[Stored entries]
▼
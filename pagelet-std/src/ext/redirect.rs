//! The redirect extension: honors server-side redirects.

use pagelet_core::{
    BoxError, Extension, FireCx, FireOutcome, Navigator, RequestHandle, RequestSettings,
    ResponsePayload,
};
use std::sync::Arc;

/// Navigates to a payload's redirect URL and vetoes further success
/// processing.
pub struct RedirectExt {
    navigator: Arc<dyn Navigator>,
}

impl RedirectExt {
    /// A redirect extension navigating through the given navigator.
    pub fn new(navigator: Arc<dyn Navigator>) -> Self {
        Self { navigator }
    }
}

impl Extension for RedirectExt {
    async fn on_success(
        &self,
        payload: &ResponsePayload,
        _handle: &RequestHandle,
        _settings: &RequestSettings,
        _cx: &FireCx<'_>,
    ) -> Result<FireOutcome, BoxError> {
        let Some(url) = payload.redirect.as_deref() else {
            return Ok(FireOutcome::Continue);
        };
        tracing::debug!(%url, "payload redirect");
        self.navigator.assign(url);
        Ok(FireOutcome::Veto)
    }
}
▲
What the exercise asks: Restate word for word the lines above, beginning at the first one and ending at the line that carries "pub struct RedirectExt".

Task solution:
filename pagelet-std/src/ext/redirect.rs
//! The redirect extension: honors server-side redirects.

use pagelet_core::{
    BoxError, Extension, FireCx, FireOutcome, Navigator, RequestHandle, RequestSettings,
    ResponsePayload,
};
use std::sync::Arc;

/// Navigates to a payload's redirect URL and vetoes further success
/// processing.
pub struct RedirectExt {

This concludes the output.